Sudah menjadi sebuah kebiasaan untuk mereka bertiga makan malam bersama. Hampir setiap pulang dari menutup toko, mereka selalu menyempatkan untuk makan sebelum pulang ke rumah masing-masing. Mereka tidak tinggal bersama, karena Kyungsoo tidak menyetujui ide tersebut—ide yang pernah diutarakan Minseok sekitar satu tahun yang lalu. Jika dulu Kyungsoo tidak menyetujuinya, maka mungkin, sekarang, Minseok juga. Karena sekitar empat bulan yang lalu dia memutuskan untuk tinggal bersama Jongdae, seorang arsitek yang mungkin akan menikah dengannya dalam waktu dekat.

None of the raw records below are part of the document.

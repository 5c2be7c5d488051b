pub mod capability;
pub mod client;
pub mod grounding;
pub mod tools;

pub use capability::{SearchGenerator, StructuredGenerator};
pub use client::LLMClient;
pub use grounding::{CitationExtractor, GeminiGroundingExtractor};
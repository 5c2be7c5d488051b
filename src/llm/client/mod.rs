//! LLM客户端 - 提供流水线所需的两种模型能力

use anyhow::Result;
use async_trait::async_trait;
use rig::extractor::ExtractionError;
use schemars::JsonSchema;
use serde::{Deserialize, Serialize};
use tracing::{debug, warn};

use crate::config::Config;
use crate::llm::capability::{
    SearchGeneration, SearchGenerationRequest, SearchGenerator, StructuredGenerator,
};

mod providers;
mod search_executor;
pub mod types;

use providers::ProviderClient;
use search_executor::GeminiSearchExecutor;

/// LLM客户端
///
/// 调研走Gemini搜索溯源接口，结构化抽取走rig的Extractor，Provider由配置决定。
#[derive(Clone)]
pub struct LLMClient {
    config: Config,
    client: ProviderClient,
    search_executor: GeminiSearchExecutor,
}

impl LLMClient {
    /// 创建新的LLM客户端
    pub fn new(config: Config) -> Result<Self> {
        let client = ProviderClient::new(&config.llm)?;
        let search_executor = GeminiSearchExecutor::new(&config.research)?;
        Ok(Self {
            config,
            client,
            search_executor,
        })
    }
}

#[async_trait]
impl SearchGenerator for LLMClient {
    async fn generate_with_search(
        &self,
        request: SearchGenerationRequest,
    ) -> Result<SearchGeneration> {
        self.search_executor.execute(&request).await
    }
}

impl StructuredGenerator for LLMClient {
    async fn generate_object<T>(&self, system_prompt: &str, user_prompt: &str) -> Result<Option<T>>
    where
        T: JsonSchema + for<'a> Deserialize<'a> + Serialize + Send + Sync + 'static,
    {
        let llm_config = &self.config.llm;
        let extractor =
            self.client
                .create_extractor::<T>(&llm_config.model, system_prompt, llm_config)?;

        match extractor.extract(user_prompt).await {
            Ok(value) => Ok(Some(value)),
            Err(ExtractionError::NoData) => {
                debug!(model = %llm_config.model, "extractor returned no data");
                Ok(None)
            }
            Err(ExtractionError::DeserializationError(e)) => {
                warn!(model = %llm_config.model, error = %e, "extracted data did not match schema");
                Ok(None)
            }
            Err(e) => Err(e.into()),
        }
    }
}
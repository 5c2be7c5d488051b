use crate::config::Config;
use crate::generator::extraction::BriefExtractor;
use crate::generator::observer::{PipelineObserver, TracingObserver};
use crate::generator::research::{ResearchOrchestrator, ResearchSettings};
use crate::llm::capability::{SearchGenerator, StructuredGenerator};
use crate::llm::client::LLMClient;
use crate::llm::grounding::{CitationExtractor, GeminiGroundingExtractor};
use crate::types::input::BriefParseInput;
use crate::types::result::BriefParseResult;

use anyhow::Result;
use std::sync::Arc;
use std::time::Instant;
use tracing::{Instrument, info, info_span};
use uuid::Uuid;

/// 简报生成流水线：调研 -> 抽取 -> 合并
///
/// 不持有任何跨调用的可变状态，多个调用可以安全并发。
pub struct BriefPipeline<S, G> {
    research: ResearchOrchestrator<S>,
    extractor: BriefExtractor<G>,
}

impl<S, G> BriefPipeline<S, G>
where
    S: SearchGenerator,
    G: StructuredGenerator,
{
    /// 创建流水线，默认把阶段事件写入tracing
    pub fn new(
        search: Arc<S>,
        structured: Arc<G>,
        citations: Arc<dyn CitationExtractor>,
        settings: ResearchSettings,
    ) -> Self {
        let observer: Arc<dyn PipelineObserver> = Arc::new(TracingObserver);
        Self {
            research: ResearchOrchestrator::new(search, citations, settings, observer.clone()),
            extractor: BriefExtractor::new(structured, observer),
        }
    }

    /// 替换观测者
    pub fn with_observer(self, observer: Arc<dyn PipelineObserver>) -> Self {
        Self {
            research: self.research.with_observer(observer.clone()),
            extractor: self.extractor.with_observer(observer),
        }
    }

    /// 执行完整流水线
    ///
    /// 两个阶段严格串行，任一阶段的错误直接向上传播，不返回部分结果。
    pub async fn parse_brief_with_ai(&self, input: &BriefParseInput) -> Result<BriefParseResult> {
        let run_id = Uuid::new_v4();
        async {
            let research = self.research.conduct_research(input).await?;
            self.extractor.extract_brief(input, research).await
        }
        .instrument(info_span!("brief_pipeline", %run_id))
        .await
    }
}

/// 根据配置组装生产环境的流水线并执行
pub async fn launch(config: &Config, input: BriefParseInput) -> Result<BriefParseResult> {
    config.validate()?;
    input.validate()?;

    let client = Arc::new(LLMClient::new(config.clone())?);
    let pipeline = BriefPipeline::new(
        client.clone(),
        client,
        Arc::new(GeminiGroundingExtractor),
        ResearchSettings::from(&config.research),
    );

    let started = Instant::now();
    let result = pipeline.parse_brief_with_ai(&input).await?;
    info!(
        elapsed_ms = started.elapsed().as_millis() as u64,
        sources = result.sources.len(),
        warnings = result.warnings.len(),
        "brief generated"
    );

    Ok(result)
}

Kyungsoo dan Chanyeol pergi ke tempat makan yang sering mereka kunjungi sejak dulu. Ah, walaupun mereka sudah memiliki penghasilan yang bisa digunakan untuk membeli makanan yang mewah sekalipun, mereka tetap memilih untuk singgah ke tempat pinggir jalan yang berharga murah. Bagi mereka bertiga, perjuangan yang mereka lakukan dimulai dari nol, dan tempat-tempat makan itulah yang menjadi saksi dan bagian histori untuk apa yang mereka capai saat ini. Sang penjual bahkan sudah mengetahui makanan apa yang akan mereka pesan. Mereka hanya akan mengatakan 'Ahjumeoni, seperti biasanya!' dan penjual tersebut sudah mengerti. Kyungsoo dan Chanyeol duduk di ujung ruang. Dimana mereka membuat doodle tentang masa depan mereka ketika masih merintis toko roti itu. Jika sekarang mereka makan dan duduk disana, mereka akan tertawa dengan mimpi yang terlalu lugu itu—karena pada awalnya mereka mentargetkan untuk bertahan paling selama dua bulan saja. Dan padahal, hasil yang mereka raih sekarang melebihi, sangat melebihi ekspektasi.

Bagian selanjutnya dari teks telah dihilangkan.